Analyzing Self-Insurance as an Option, Part 3
Sunday, April 28, 2002 | 874 | 0 | min read
So far in this series we've talked about some of the benefits (and pitfalls) of a self insurance program and reviewing infrastructure capabilities. Now we'll review assessing the company's operations and exposures as the final step in analyzing the applicability of a self insurance program for your operation.
The Operation and Exposure Audit
A crucial step in the self-insurance feasibility process is for the organization to review and assess its operations and exposures. Where the organization operates can play a key role in determining whether self-insurance is a viable alternative to workers compensation insurance. Different states permit different types of self-insurance/administration. You need to research all of the states that the organization does business in to determine what the variances are and whether the organization can justify the expenses associated with these variances.
Furthermore, the organization must file its plan for approval in each state where it hopes to operate as a self-insurer, which increases administrative costs. When an organization has some of its operations in states that do not allow self-insurance, arrangements must be made to handle these states separately through workers compensation insurance which can also increase the administrative workload.
Some organizations will need to consider how acceptable self-insurance will be to their customers, business partners, and stockholders. The instability of expenses under a self-insurance program might not be viewed favorably.

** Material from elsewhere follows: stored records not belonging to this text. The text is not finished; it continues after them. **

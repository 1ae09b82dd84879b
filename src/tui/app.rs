use chrono::{DateTime, Local};
use std::collections::VecDeque;

use crate::{
    protocol::{
        payload::Payload,
        sensor::{SensorId, SensorState},
        session::{SendOutcome, Session},
        transport::{Endpoint, TransportKind},
    },
    tui::input::Action,
    utils::ports::enumerate_port_names,
};

/// Entries kept in the activity panel.
pub const ACTIVITY_CAPACITY: usize = 200;

/// Focusable controls, in on-screen order.
#[derive(Debug, Clone, Copy, PartialEq, Eq)]
pub enum Focus {
    UdpCheck,
    SerialCheck,
    Ip,
    Port,
    PortName,
    Baud,
    Connect,
    Sensor,
    State,
    Send,
}

impl Focus {
    /// The text field behind this control, if it is one.
    pub fn field(self) -> Option<Field> {
        match self {
            Focus::Ip => Some(Field::Ip),
            Focus::Port => Some(Field::Port),
            Focus::PortName => Some(Field::PortName),
            Focus::Baud => Some(Field::Baud),
            _ => None,
        }
    }
}

/// Editable transport parameter fields.
#[derive(Debug, Clone, Copy, PartialEq, Eq)]
pub enum Field {
    Ip,
    Port,
    PortName,
    Baud,
}

impl Field {
    fn accepts(self, c: char) -> bool {
        match self {
            Field::Ip => c.is_ascii_digit() || c == '.',
            Field::Port | Field::Baud => c.is_ascii_digit(),
            Field::PortName => !c.is_control(),
        }
    }

    fn max_len(self) -> usize {
        match self {
            Field::Ip => 15,
            Field::Port => 5,
            Field::Baud => 7,
            Field::PortName => 64,
        }
    }
}

#[derive(Debug, Clone, Copy, PartialEq, Eq)]
pub enum ActivityLevel {
    Info,
    Warn,
    Error,
}

#[derive(Debug, Clone)]
pub struct ActivityEntry {
    pub at: DateTime<Local>,
    pub level: ActivityLevel,
    pub text: String,
}

pub struct App {
    selection: Option<TransportKind>,
    pub ip: String,
    pub port: String,
    pub port_name: String,
    pub baud: String,
    pub sensors: Vec<SensorId>,
    pub sensor_idx: usize,
    pub state_idx: usize,
    session: Session,
    pub focus: Focus,
    pub error: Option<String>,
    pub activity: VecDeque<ActivityEntry>,
    pub serial_ports: Vec<String>,
    pub last_port_scan: Option<DateTime<Local>>,
}

impl App {
    /// Form with the given (already sorted) sensor ids and nothing selected.
    pub fn new(sensors: Vec<SensorId>) -> Self {
        Self {
            selection: None,
            ip: String::new(),
            port: String::new(),
            port_name: String::new(),
            baud: String::new(),
            sensors,
            sensor_idx: 0,
            state_idx: 0,
            session: Session::new(),
            focus: Focus::UdpCheck,
            error: None,
            activity: VecDeque::new(),
            serial_ports: Vec::new(),
            last_port_scan: None,
        }
    }

    pub fn selection(&self) -> Option<TransportKind> {
        self.selection
    }

    pub fn udp_checked(&self) -> bool {
        self.selection == Some(TransportKind::Udp)
    }

    pub fn serial_checked(&self) -> bool {
        self.selection == Some(TransportKind::Serial)
    }

    pub fn is_connected(&self) -> bool {
        self.session.is_connected()
    }

    pub fn session(&self) -> &Session {
        &self.session
    }

    pub fn session_mut(&mut self) -> &mut Session {
        &mut self.session
    }

    pub fn set_udp_checked(&mut self, checked: bool) {
        self.set_checked(TransportKind::Udp, checked);
    }

    pub fn set_serial_checked(&mut self, checked: bool) {
        self.set_checked(TransportKind::Serial, checked);
    }

    /// Checkbox toggle. Checking one transport unchecks the other; afterwards
    /// the fields of whichever transport is not selected (other than the one
    /// just toggled) are cleared.
    fn set_checked(&mut self, kind: TransportKind, checked: bool) {
        if (self.selection == Some(kind)) == checked {
            return;
        }

        // The open transport must always match the checked box.
        if let Some(closed) = self.session.disconnect() {
            self.note(
                ActivityLevel::Info,
                format!("Disconnected from {closed} (transport changed)"),
            );
        }

        self.selection = if checked { Some(kind) } else { None };
        let other = kind.other();
        if self.selection != Some(other) {
            self.clear_fields(other);
        }
        log::debug!(
            "Transport selection changed: udp={} serial={}",
            self.udp_checked(),
            self.serial_checked()
        );

        if !self.focus_order().contains(&self.focus) {
            self.focus = match kind {
                TransportKind::Udp => Focus::UdpCheck,
                TransportKind::Serial => Focus::SerialCheck,
            };
        }
    }

    fn clear_fields(&mut self, kind: TransportKind) {
        match kind {
            TransportKind::Udp => {
                self.ip.clear();
                self.port.clear();
            }
            TransportKind::Serial => {
                self.port_name.clear();
                self.baud.clear();
            }
        }
    }

    pub fn field(&self, field: Field) -> &str {
        match field {
            Field::Ip => &self.ip,
            Field::Port => &self.port,
            Field::PortName => &self.port_name,
            Field::Baud => &self.baud,
        }
    }

    fn field_mut(&mut self, field: Field) -> &mut String {
        match field {
            Field::Ip => &mut self.ip,
            Field::Port => &mut self.port,
            Field::PortName => &mut self.port_name,
            Field::Baud => &mut self.baud,
        }
    }

    /// Type a character into `field`, dropping characters the field rejects.
    pub fn insert_char(&mut self, field: Field, c: char) {
        let value = self.field_mut(field);
        if field.accepts(c) && value.chars().count() < field.max_len() {
            value.push(c);
        }
    }

    pub fn backspace(&mut self, field: Field) {
        self.field_mut(field).pop();
    }

    /// Controls that are currently visible, in focus order.
    pub fn focus_order(&self) -> Vec<Focus> {
        let mut order = vec![Focus::UdpCheck, Focus::SerialCheck];
        match self.selection {
            Some(TransportKind::Udp) => order.extend([Focus::Ip, Focus::Port]),
            Some(TransportKind::Serial) => order.extend([Focus::PortName, Focus::Baud]),
            None => return order,
        }
        order.extend([Focus::Connect, Focus::Sensor, Focus::State, Focus::Send]);
        order
    }

    pub fn focus_next(&mut self) {
        let order = self.focus_order();
        let pos = order.iter().position(|f| *f == self.focus).unwrap_or(0);
        self.focus = order[(pos + 1) % order.len()];
    }

    pub fn focus_prev(&mut self) {
        let order = self.focus_order();
        let pos = order.iter().position(|f| *f == self.focus).unwrap_or(0);
        self.focus = if pos == 0 {
            order[order.len() - 1]
        } else {
            order[pos - 1]
        };
    }

    pub fn selected_sensor(&self) -> Option<SensorId> {
        self.sensors.get(self.sensor_idx).copied()
    }

    pub fn selected_state(&self) -> SensorState {
        SensorState::SELECTABLE[self.state_idx % SensorState::SELECTABLE.len()]
    }

    /// Label of the connect button for the current connection state.
    pub fn connect_label(&self) -> &'static str {
        let lang = crate::i18n::lang();
        if self.is_connected() {
            lang.disconnect.as_str()
        } else {
            lang.connect.as_str()
        }
    }

    /// Connect/disconnect button.
    pub fn press_connect(&mut self) {
        if self.session.is_connected() {
            if let Some(kind) = self.session.disconnect() {
                self.note(ActivityLevel::Info, format!("Disconnected from {kind}"));
            }
            return;
        }

        let Some(kind) = self.selection else {
            log::debug!("Connect pressed with no transport selected");
            return;
        };

        let endpoint = match kind {
            TransportKind::Udp => match Endpoint::udp_from_input(&self.ip, &self.port) {
                Ok(endpoint) => endpoint,
                Err(err) => {
                    log::warn!("UDP connect rejected: {err}");
                    self.fail(err.to_string());
                    return;
                }
            },
            TransportKind::Serial => {
                let endpoint = Endpoint::serial_from_input(&self.port_name, &self.baud);
                if let Endpoint::Serial { baud, .. } = &endpoint {
                    let requested = self.baud.trim().parse::<i64>().unwrap_or(0);
                    if requested != i64::from(baud.bits_per_second()) {
                        self.note(
                            ActivityLevel::Warn,
                            format!(
                                "Unsupported baud rate '{}', using default {baud}",
                                self.baud.trim()
                            ),
                        );
                    }
                }
                endpoint
            }
        };

        match self.session.connect(&endpoint) {
            Ok(()) => {
                let peer = self.session.peer().unwrap_or_else(|| endpoint.to_string());
                self.note(ActivityLevel::Info, format!("Connected via {kind} to {peer}"));
            }
            Err(err) => self.fail(format!("{err:#}")),
        }
    }

    /// Send button. Returns `None` when no sensor is available to send.
    pub fn press_send(&mut self) -> Option<SendOutcome> {
        let Some(sensor_id) = self.selected_sensor() else {
            log::warn!("No sensor selected, skipping send");
            self.note(ActivityLevel::Warn, "No sensor selected, nothing sent");
            return None;
        };

        let payload = Payload::new(sensor_id, self.selected_state());
        match self.session.send(&payload) {
            Ok(outcome @ SendOutcome::Sent { bytes }) => {
                let via = self
                    .session
                    .kind()
                    .map(|k| k.to_string())
                    .unwrap_or_default();
                self.note(
                    ActivityLevel::Info,
                    format!(
                        "Sent {payload} ({} / {}) via {via}, {bytes} bytes",
                        payload.state.label(),
                        payload.state.name()
                    ),
                );
                Some(outcome)
            }
            Ok(SendOutcome::Skipped) => {
                let what = self
                    .selection
                    .map(|k| k.to_string())
                    .unwrap_or_else(|| "transport".to_string());
                self.note(
                    ActivityLevel::Warn,
                    format!("{what} is not connected, nothing sent"),
                );
                Some(SendOutcome::Skipped)
            }
            Err(err) => {
                log::error!("Send failed: {err:#}");
                self.fail(format!("{err:#}"));
                None
            }
        }
    }

    /// Enter/Space on the focused control.
    pub fn activate(&mut self) {
        match self.focus {
            Focus::UdpCheck => self.set_udp_checked(!self.udp_checked()),
            Focus::SerialCheck => self.set_serial_checked(!self.serial_checked()),
            Focus::Connect => self.press_connect(),
            Focus::Send => {
                self.press_send();
            }
            Focus::Ip | Focus::Port | Focus::PortName | Focus::Baud | Focus::Sensor
            | Focus::State => self.focus_next(),
        }
    }

    /// Left/Right on the focused control.
    pub fn cycle(&mut self, forward: bool) {
        match self.focus {
            Focus::Sensor => self.sensor_idx = step(self.sensor_idx, self.sensors.len(), forward),
            Focus::State => {
                self.state_idx = step(self.state_idx, SensorState::SELECTABLE.len(), forward)
            }
            Focus::PortName => {
                if self.serial_ports.is_empty() {
                    return;
                }
                let next = match self.serial_ports.iter().position(|p| *p == self.port_name) {
                    Some(idx) => step(idx, self.serial_ports.len(), forward),
                    None if forward => 0,
                    None => self.serial_ports.len() - 1,
                };
                self.port_name = self.serial_ports[next].clone();
            }
            _ => {}
        }
    }

    /// Apply one mapped key action. Any real action dismisses the error line.
    pub fn handle(&mut self, action: Action) {
        if action != Action::None {
            self.clear_error();
        }

        match action {
            Action::Quit | Action::None => {}
            Action::FocusNext => self.focus_next(),
            Action::FocusPrev => self.focus_prev(),
            Action::Activate => self.activate(),
            Action::CyclePrev => self.cycle(false),
            Action::CycleNext => self.cycle(true),
            Action::Insert(c) => match self.focus.field() {
                Some(field) => self.insert_char(field, c),
                None if c == ' ' => self.activate(),
                None => {}
            },
            Action::Backspace => {
                if let Some(field) = self.focus.field() {
                    self.backspace(field);
                }
            }
            Action::RefreshPorts => self.refresh_ports(),
        }
    }

    /// Re-scan available serial ports.
    pub fn refresh_ports(&mut self) {
        self.serial_ports = enumerate_port_names();
        self.last_port_scan = Some(Local::now());
    }

    pub fn note(&mut self, level: ActivityLevel, text: impl Into<String>) {
        if self.activity.len() >= ACTIVITY_CAPACITY {
            self.activity.pop_front();
        }
        self.activity.push_back(ActivityEntry {
            at: Local::now(),
            level,
            text: text.into(),
        });
    }

    fn fail(&mut self, msg: String) {
        self.note(ActivityLevel::Error, msg.clone());
        self.set_error(msg);
    }

    pub fn set_error(&mut self, msg: impl Into<String>) {
        self.error = Some(msg.into());
    }

    pub fn clear_error(&mut self) {
        self.error = None;
    }
}

fn step(idx: usize, len: usize, forward: bool) -> usize {
    if len == 0 {
        0
    } else if forward {
        (idx + 1) % len
    } else if idx == 0 {
        len - 1
    } else {
        idx - 1
    }
}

Often times, contracts will specify that the subordinate party maintain minimum amounts of workers compensation insurance from an insurer that satisfies certain criteria, such as state licensing and minimum financial ratings. Since self-insureds do not maintain conventional insurance such requirements cannot be satisfied unless it can be demonstrated that the organization has a successful record of effective self-insured administration.
In conclusion, there is no hard-and-fast rule that dictates when workers compensation self-insurance should be considered. But, when an organization reaches the point where exploring alternatives to workers compensation insurance makes sense, then it becomes essential for an organization to fully evaluate the factors that affect that decision. However, self-insurance should not be entered into in a vacuum. Full evaluation of all of the various factors that have been discussed in this series is a minimum requirement if a self-insurance program is to pay for itself.